#### [Your assignment]
What follows is a listing. Return every line of it exactly.

#### [Raw data]

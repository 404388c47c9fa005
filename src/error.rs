use actix_web::{http::StatusCode, HttpResponse, ResponseError};
use serde_json::json;
use thiserror::Error;
use tracing::error;

use crate::schemas::UserNick;
use crate::split::SplitError;
use crate::store::StoreError;

/// Failures of ledger operations. Everything except `Store` is a
/// request-local rejection.
#[derive(Error, Debug)]
pub enum LedgerError {
    #[error(transparent)]
    Split(#[from] SplitError),

    #[error("group {0} not found")]
    GroupNotFound(String),

    #[error("group {0} already exists")]
    GroupExists(String),

    #[error("expense {0} not found")]
    ExpenseNotFound(String),

    #[error("{member} is not a member of group {group}")]
    NotMember { group: String, member: UserNick },

    #[error("{member} is already a member of group {group}")]
    AlreadyMember { group: String, member: UserNick },

    #[error("only group admins can {0}")]
    NotAdmin(&'static str),

    #[error("only the payer or a group admin can change expense {0}")]
    NotPayer(String),

    #[error("{member} still has unsettled splits in group {group}")]
    UnsettledSplits { group: String, member: UserNick },

    #[error("expense {0} has settled splits and can no longer change")]
    ExpenseLocked(String),

    #[error("{member} has no split on expense {expense}")]
    NoSplit { expense: String, member: UserNick },

    #[error("split of {member} on expense {expense} is already settled")]
    AlreadySettled { expense: String, member: UserNick },

    #[error("group {0} kept changing underneath the request, try again")]
    Conflict(String),

    #[error(transparent)]
    Store(StoreError),
}

impl From<StoreError> for LedgerError {
    fn from(err: StoreError) -> Self {
        match err {
            StoreError::DuplicateGroup(id) => LedgerError::GroupExists(id),
            other => {
                error!(error = %other, "store failure");
                LedgerError::Store(other)
            }
        }
    }
}

#[derive(Error, Debug)]
pub enum ApiError {
    #[error("unauthorized: {0}")]
    Unauthorized(&'static str),

    #[error(transparent)]
    Ledger(#[from] LedgerError),
}

impl ResponseError for ApiError {
    fn status_code(&self) -> StatusCode {
        match self {
            ApiError::Unauthorized(_) => StatusCode::UNAUTHORIZED,
            ApiError::Ledger(err) => match err {
                LedgerError::Split(_) => StatusCode::BAD_REQUEST,
                LedgerError::GroupNotFound(_) | LedgerError::ExpenseNotFound(_) => {
                    StatusCode::NOT_FOUND
                }
                LedgerError::NotMember { .. }
                | LedgerError::NotAdmin(_)
                | LedgerError::NotPayer(_) => StatusCode::FORBIDDEN,
                LedgerError::GroupExists(_)
                | LedgerError::AlreadyMember { .. }
                | LedgerError::UnsettledSplits { .. }
                | LedgerError::ExpenseLocked(_)
                | LedgerError::NoSplit { .. }
                | LedgerError::AlreadySettled { .. }
                | LedgerError::Conflict(_) => StatusCode::CONFLICT,
                LedgerError::Store(_) => StatusCode::INTERNAL_SERVER_ERROR,
            },
        }
    }

    fn error_response(&self) -> HttpResponse {
        HttpResponse::build(self.status_code()).json(json!({ "error": self.to_string() }))
    }
}

#[cfg(test)]
mod tests {
    use super::*;
    use rust_decimal_macros::dec;

    #[test]
    fn split_failures_are_bad_requests() {
        let err = ApiError::from(LedgerError::from(SplitError::AmountMismatch {
            declared: dec!(9),
            amount: dec!(10),
        }));
        assert_eq!(err.status_code(), StatusCode::BAD_REQUEST);
        assert_eq!(
            err.to_string(),
            "exact shares add up to 9, but the expense is 10"
        );
    }

    #[test]
    fn duplicate_group_maps_to_conflict() {
        let err = LedgerError::from(StoreError::DuplicateGroup("g".into()));
        assert!(matches!(err, LedgerError::GroupExists(ref id) if id == "g"));
        assert_eq!(ApiError::from(err).status_code(), StatusCode::CONFLICT);
    }

    #[test]
    fn database_failures_are_internal_errors() {
        let driver = mongodb::error::Error::from(std::io::Error::new(
            std::io::ErrorKind::ConnectionReset,
            "connection reset",
        ));
        let err = LedgerError::from(StoreError::Database(driver));
        assert!(matches!(err, LedgerError::Store(StoreError::Database(_))));
        assert_eq!(
            ApiError::from(err).status_code(),
            StatusCode::INTERNAL_SERVER_ERROR
        );
    }

    #[test]
    fn unauthorized_is_401() {
        assert_eq!(
            ApiError::Unauthorized("missing header").status_code(),
            StatusCode::UNAUTHORIZED
        );
    }
}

#### [Your response]
repository 404388c47c9fa005
filename src/error.rs
use actix_web::{http::StatusCode, HttpResponse, ResponseError};
use serde_json::json;
use thiserror::Error;
use tracing::error;

use crate::schemas::UserNick;
use crate::split::SplitError;
use crate::store::StoreError;

/// Failures of ledger operations. Everything except `Store` is a
/// request-local rejection.
#[derive(Error, Debug)]
pub enum LedgerError {
    #[error(transparent)]
    Split(#[from] SplitError),

    #[error("group {0} not found")]
    GroupNotFound(String),

    #[error("group {0} already exists")]
    GroupExists(String),

    #[error("expense {0} not found")]
    ExpenseNotFound(String),

    #[error("{member} is not a member of group {group}")]
    NotMember { group: String, member: UserNick },

    #[error("{member} is already a member of group {group}")]
    AlreadyMember { group: String, member: UserNick },

    #[error("only group admins can {0}")]
    NotAdmin(&'static str),

    #[error("only the payer or a group admin can change expense {0}")]
    NotPayer(String),

    #[error("{member} still has unsettled splits in group {group}")]
    UnsettledSplits { group: String, member: UserNick },

    #[error("expense {0} has settled splits and can no longer change")]
    ExpenseLocked(String),

    #[error("{member} has no split on expense {expense}")]
    NoSplit { expense: String, member: UserNick },

    #[error("split of {member} on expense {expense} is already settled")]
    AlreadySettled { expense: String, member: UserNick },

    #[error("group {0} kept changing underneath the request, try again")]
    Conflict(String),

    #[error(transparent)]
    Store(StoreError),
}

impl From<StoreError> for LedgerError {
    fn from(err: StoreError) -> Self {
        match err {
            StoreError::DuplicateGroup(id) => LedgerError::GroupExists(id),
            other => {
                error!(error = %other, "store failure");
                LedgerError::Store(other)
            }
        }
    }
}

#[derive(Error, Debug)]
pub enum ApiError {
    #[error("unauthorized: {0}")]
    Unauthorized(&'static str),

    #[error(transparent)]
    Ledger(#[from] LedgerError),
}

impl ResponseError for ApiError {
    fn status_code(&self) -> StatusCode {
        match self {
            ApiError::Unauthorized(_) => StatusCode::UNAUTHORIZED,
            ApiError::Ledger(err) => match err {
                LedgerError::Split(_) => StatusCode::BAD_REQUEST,
                LedgerError::GroupNotFound(_) | LedgerError::ExpenseNotFound(_) => {
                    StatusCode::NOT_FOUND
                }
                LedgerError::NotMember { .. }
                | LedgerError::NotAdmin(_)
                | LedgerError::NotPayer(_) => StatusCode::FORBIDDEN,
                LedgerError::GroupExists(_)
                | LedgerError::AlreadyMember { .. }
                | LedgerError::UnsettledSplits { .. }
                | LedgerError::ExpenseLocked(_)
                | LedgerError::NoSplit { .. }
                | LedgerError::AlreadySettled { .. }
                | LedgerError::Conflict(_) => StatusCode::CONFLICT,
                LedgerError::Store(_) => StatusCode::INTERNAL_SERVER_ERROR,
            },
        }
    }

    fn error_response(&self) -> HttpResponse {
        HttpResponse::build(self.status_code()).json(json!({ "error": self.to_string() }))
    }
}

#[cfg(test)]
mod tests {
    use super::*;
    use rust_decimal_macros::dec;

    #[test]
    fn split_failures_are_bad_requests() {
        let err = ApiError::from(LedgerError::from(SplitError::AmountMismatch {
            declared: dec!(9),
            amount: dec!(10),
        }));
        assert_eq!(err.status_code(), StatusCode::BAD_REQUEST);
        assert_eq!(
            err.to_string(),
            "exact shares add up to 9, but the expense is 10"
        );
    }

    #[test]
    fn duplicate_group_maps_to_conflict() {
        let err = LedgerError::from(StoreError::DuplicateGroup("g".into()));
        assert!(matches!(err, LedgerError::GroupExists(ref id) if id == "g"));
        assert_eq!(ApiError::from(err).status_code(), StatusCode::CONFLICT);
    }

    #[test]
    fn database_failures_are_internal_errors() {
        let driver = mongodb::error::Error::from(std::io::Error::new(
            std::io::ErrorKind::ConnectionReset,
            "connection reset",
        ));
        let err = LedgerError::from(StoreError::Database(driver));
        assert!(matches!(err, LedgerError::Store(StoreError::Database(_))));
        assert_eq!(
            ApiError::from(err).status_code(),
            StatusCode::INTERNAL_SERVER_ERROR
        );
    }

    #[test]
    fn unauthorized_is_401() {
        assert_eq!(
            ApiError::Unauthorized("missing header").status_code(),
            StatusCode::UNAUTHORIZED
        );
    }
}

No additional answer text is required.